-- Opening Marker --
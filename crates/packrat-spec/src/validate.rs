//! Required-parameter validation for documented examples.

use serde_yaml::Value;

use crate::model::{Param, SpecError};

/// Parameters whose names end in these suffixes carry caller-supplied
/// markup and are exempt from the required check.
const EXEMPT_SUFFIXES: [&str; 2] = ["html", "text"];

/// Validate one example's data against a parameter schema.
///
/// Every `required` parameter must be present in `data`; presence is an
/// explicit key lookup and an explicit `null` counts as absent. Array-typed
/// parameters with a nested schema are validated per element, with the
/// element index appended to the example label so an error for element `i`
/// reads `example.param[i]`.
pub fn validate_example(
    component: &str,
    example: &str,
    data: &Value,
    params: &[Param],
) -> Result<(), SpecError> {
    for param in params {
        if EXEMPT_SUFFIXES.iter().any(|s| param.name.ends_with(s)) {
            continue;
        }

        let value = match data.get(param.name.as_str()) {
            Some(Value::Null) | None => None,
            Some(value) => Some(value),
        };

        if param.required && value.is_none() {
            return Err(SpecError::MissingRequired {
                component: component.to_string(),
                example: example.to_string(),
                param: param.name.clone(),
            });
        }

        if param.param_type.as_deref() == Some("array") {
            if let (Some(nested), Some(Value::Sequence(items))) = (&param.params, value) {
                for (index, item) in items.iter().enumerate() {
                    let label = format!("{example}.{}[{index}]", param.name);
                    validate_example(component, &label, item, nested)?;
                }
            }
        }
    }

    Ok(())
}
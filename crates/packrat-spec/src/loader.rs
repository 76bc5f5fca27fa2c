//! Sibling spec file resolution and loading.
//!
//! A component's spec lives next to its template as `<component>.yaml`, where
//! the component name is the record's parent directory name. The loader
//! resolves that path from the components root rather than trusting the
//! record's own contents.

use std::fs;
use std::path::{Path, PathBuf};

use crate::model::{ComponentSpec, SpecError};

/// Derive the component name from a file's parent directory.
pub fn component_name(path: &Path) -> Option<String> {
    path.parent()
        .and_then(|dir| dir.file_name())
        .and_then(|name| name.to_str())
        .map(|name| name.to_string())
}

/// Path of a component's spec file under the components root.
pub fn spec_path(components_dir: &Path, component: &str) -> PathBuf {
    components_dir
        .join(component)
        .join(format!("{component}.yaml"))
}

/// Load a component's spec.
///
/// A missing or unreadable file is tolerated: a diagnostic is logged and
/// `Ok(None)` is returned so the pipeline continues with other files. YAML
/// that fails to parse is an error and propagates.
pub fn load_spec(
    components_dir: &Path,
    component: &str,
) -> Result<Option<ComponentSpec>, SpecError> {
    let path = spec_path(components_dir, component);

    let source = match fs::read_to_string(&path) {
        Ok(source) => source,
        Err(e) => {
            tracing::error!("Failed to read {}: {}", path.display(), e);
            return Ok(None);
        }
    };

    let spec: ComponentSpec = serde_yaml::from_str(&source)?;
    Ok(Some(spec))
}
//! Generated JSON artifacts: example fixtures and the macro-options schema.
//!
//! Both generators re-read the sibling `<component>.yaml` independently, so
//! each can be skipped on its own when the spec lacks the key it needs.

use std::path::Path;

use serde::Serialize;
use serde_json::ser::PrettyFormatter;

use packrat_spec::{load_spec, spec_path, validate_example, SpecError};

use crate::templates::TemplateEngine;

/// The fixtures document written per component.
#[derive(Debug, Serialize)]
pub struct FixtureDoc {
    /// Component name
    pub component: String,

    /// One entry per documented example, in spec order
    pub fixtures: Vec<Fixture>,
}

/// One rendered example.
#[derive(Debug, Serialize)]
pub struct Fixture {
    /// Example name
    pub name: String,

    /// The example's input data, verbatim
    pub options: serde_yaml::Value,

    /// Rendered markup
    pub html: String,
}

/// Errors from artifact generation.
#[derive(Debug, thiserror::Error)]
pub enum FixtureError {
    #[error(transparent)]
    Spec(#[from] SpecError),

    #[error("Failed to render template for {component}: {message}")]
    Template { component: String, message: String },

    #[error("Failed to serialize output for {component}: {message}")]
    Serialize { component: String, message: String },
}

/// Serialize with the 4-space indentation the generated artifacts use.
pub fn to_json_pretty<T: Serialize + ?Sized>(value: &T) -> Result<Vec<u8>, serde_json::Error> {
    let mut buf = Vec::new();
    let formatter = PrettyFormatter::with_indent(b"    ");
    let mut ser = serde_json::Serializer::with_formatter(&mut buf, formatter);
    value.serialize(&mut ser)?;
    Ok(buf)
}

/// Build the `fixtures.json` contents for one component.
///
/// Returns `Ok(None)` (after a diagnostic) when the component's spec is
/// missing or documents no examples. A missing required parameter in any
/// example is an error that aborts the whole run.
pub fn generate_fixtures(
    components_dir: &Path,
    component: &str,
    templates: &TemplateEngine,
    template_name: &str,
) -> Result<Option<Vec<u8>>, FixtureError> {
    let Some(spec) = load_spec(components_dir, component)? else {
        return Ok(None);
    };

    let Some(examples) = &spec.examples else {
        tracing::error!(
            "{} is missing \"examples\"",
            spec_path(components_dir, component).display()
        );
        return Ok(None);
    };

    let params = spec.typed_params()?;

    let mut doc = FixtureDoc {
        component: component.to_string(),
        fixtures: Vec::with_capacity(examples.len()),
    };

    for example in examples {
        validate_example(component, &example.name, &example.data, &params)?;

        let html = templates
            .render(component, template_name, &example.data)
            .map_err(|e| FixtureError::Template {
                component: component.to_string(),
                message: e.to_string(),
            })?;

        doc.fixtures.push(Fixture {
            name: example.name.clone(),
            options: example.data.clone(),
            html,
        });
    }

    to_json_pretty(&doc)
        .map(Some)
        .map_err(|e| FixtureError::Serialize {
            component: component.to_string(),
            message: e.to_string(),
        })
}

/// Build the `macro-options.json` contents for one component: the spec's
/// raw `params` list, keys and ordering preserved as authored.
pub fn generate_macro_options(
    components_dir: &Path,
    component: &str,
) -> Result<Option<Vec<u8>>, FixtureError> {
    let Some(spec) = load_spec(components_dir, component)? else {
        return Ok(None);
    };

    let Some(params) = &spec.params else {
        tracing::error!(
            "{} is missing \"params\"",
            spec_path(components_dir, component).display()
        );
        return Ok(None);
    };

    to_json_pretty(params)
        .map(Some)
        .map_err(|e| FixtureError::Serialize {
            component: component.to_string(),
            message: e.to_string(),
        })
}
-- Closing Marker --
Task to complete:
In this exercise, you retype all of the data exactly as it appears above.

Solution for this exercise:
filename crates/packrat-spec/src/validate.rs
//! Required-parameter validation for documented examples.

use serde_yaml::Value;

use crate::model::{Param, SpecError};

/// Parameters whose names end in these suffixes carry caller-supplied
/// markup and are exempt from the required check.
const EXEMPT_SUFFIXES: [&str; 2] = ["html", "text"];

/// Validate one example's data against a parameter schema.
///
/// Every `required` parameter must be present in `data`; presence is an
/// explicit key lookup and an explicit `null` counts as absent. Array-typed
/// parameters with a nested schema are validated per element, with the
/// element index appended to the example label so an error for element `i`
/// reads `example.param[i]`.
pub fn validate_example(
    component: &str,
    example: &str,
    data: &Value,
    params: &[Param],
) -> Result<(), SpecError> {
    for param in params {
        if EXEMPT_SUFFIXES.iter().any(|s| param.name.ends_with(s)) {
            continue;
        }

        let value = match data.get(param.name.as_str()) {
            Some(Value::Null) | None => None,
            Some(value) => Some(value),
        };

        if param.required && value.is_none() {
            return Err(SpecError::MissingRequired {
                component: component.to_string(),
                example: example.to_string(),
                param: param.name.clone(),
            });
        }

        if param.param_type.as_deref() == Some("array") {
            if let (Some(nested), Some(Value::Sequence(items))) = (&param.params, value) {
                for (index, item) in items.iter().enumerate() {
                    let label = format!("{example}.{}[{index}]", param.name);
                    validate_example(component, &label, item, nested)?;
                }
            }
        }
    }

    Ok(())
}
filename crates/packrat-spec/src/loader.rs
repository 76bc5f5fca27fa2c
//! Sibling spec file resolution and loading.
//!
//! A component's spec lives next to its template as `<component>.yaml`, where
//! the component name is the record's parent directory name. The loader
//! resolves that path from the components root rather than trusting the
//! record's own contents.

use std::fs;
use std::path::{Path, PathBuf};

use crate::model::{ComponentSpec, SpecError};

/// Derive the component name from a file's parent directory.
pub fn component_name(path: &Path) -> Option<String> {
    path.parent()
        .and_then(|dir| dir.file_name())
        .and_then(|name| name.to_str())
        .map(|name| name.to_string())
}

/// Path of a component's spec file under the components root.
pub fn spec_path(components_dir: &Path, component: &str) -> PathBuf {
    components_dir
        .join(component)
        .join(format!("{component}.yaml"))
}

/// Load a component's spec.
///
/// A missing or unreadable file is tolerated: a diagnostic is logged and
/// `Ok(None)` is returned so the pipeline continues with other files. YAML
/// that fails to parse is an error and propagates.
pub fn load_spec(
    components_dir: &Path,
    component: &str,
) -> Result<Option<ComponentSpec>, SpecError> {
    let path = spec_path(components_dir, component);

    let source = match fs::read_to_string(&path) {
        Ok(source) => source,
        Err(e) => {
            tracing::error!("Failed to read {}: {}", path.display(), e);
            return Ok(None);
        }
    };

    let spec: ComponentSpec = serde_yaml::from_str(&source)?;
    Ok(Some(spec))
}
//! Generated JSON artifacts: example fixtures and the macro-options schema.
//!
//! Both generators re-read the sibling `<component>.yaml` independently, so
//! each can be skipped on its own when the spec lacks the key it needs.

use std::path::Path;

use serde::Serialize;
use serde_json::ser::PrettyFormatter;

use packrat_spec::{load_spec, spec_path, validate_example, SpecError};

use crate::templates::TemplateEngine;

/// The fixtures document written per component.
#[derive(Debug, Serialize)]
pub struct FixtureDoc {
    /// Component name
    pub component: String,

    /// One entry per documented example, in spec order
    pub fixtures: Vec<Fixture>,
}

/// One rendered example.
#[derive(Debug, Serialize)]
pub struct Fixture {
    /// Example name
    pub name: String,

    /// The example's input data, verbatim
    pub options: serde_yaml::Value,

    /// Rendered markup
    pub html: String,
}

/// Errors from artifact generation.
#[derive(Debug, thiserror::Error)]
pub enum FixtureError {
    #[error(transparent)]
    Spec(#[from] SpecError),

    #[error("Failed to render template for {component}: {message}")]
    Template { component: String, message: String },

    #[error("Failed to serialize output for {component}: {message}")]
    Serialize { component: String, message: String },
}

/// Serialize with the 4-space indentation the generated artifacts use.
pub fn to_json_pretty<T: Serialize + ?Sized>(value: &T) -> Result<Vec<u8>, serde_json::Error> {
    let mut buf = Vec::new();
    let formatter = PrettyFormatter::with_indent(b"    ");
    let mut ser = serde_json::Serializer::with_formatter(&mut buf, formatter);
    value.serialize(&mut ser)?;
    Ok(buf)
}

/// Build the `fixtures.json` contents for one component.
///
/// Returns `Ok(None)` (after a diagnostic) when the component's spec is
/// missing or documents no examples. A missing required parameter in any
/// example is an error that aborts the whole run.
pub fn generate_fixtures(
    components_dir: &Path,
    component: &str,
    templates: &TemplateEngine,
    template_name: &str,
) -> Result<Option<Vec<u8>>, FixtureError> {
    let Some(spec) = load_spec(components_dir, component)? else {
        return Ok(None);
    };

    let Some(examples) = &spec.examples else {
        tracing::error!(
            "{} is missing \"examples\"",
            spec_path(components_dir, component).display()
        );
        return Ok(None);
    };

    let params = spec.typed_params()?;

    let mut doc = FixtureDoc {
        component: component.to_string(),
        fixtures: Vec::with_capacity(examples.len()),
    };

    for example in examples {
        validate_example(component, &example.name, &example.data, &params)?;

        let html = templates
            .render(component, template_name, &example.data)
            .map_err(|e| FixtureError::Template {
                component: component.to_string(),
                message: e.to_string(),
            })?;

        doc.fixtures.push(Fixture {
            name: example.name.clone(),
            options: example.data.clone(),
            html,
        });
    }

    to_json_pretty(&doc)
        .map(Some)
        .map_err(|e| FixtureError::Serialize {
            component: component.to_string(),
            message: e.to_string(),
        })
}

/// Build the `macro-options.json` contents for one component: the spec's
/// raw `params` list, keys and ordering preserved as authored.
pub fn generate_macro_options(
    components_dir: &Path,
    component: &str,
) -> Result<Option<Vec<u8>>, FixtureError> {
    let Some(spec) = load_spec(components_dir, component)? else {
        return Ok(None);
    };

    let Some(params) = &spec.params else {
        tracing::error!(
            "{} is missing \"params\"",
            spec_path(components_dir, component).display()
        );
        return Ok(None);
    };

    to_json_pretty(params)
        .map(Some)
        .map_err(|e| FixtureError::Serialize {
            component: component.to_string(),
            message: e.to_string(),
        })
}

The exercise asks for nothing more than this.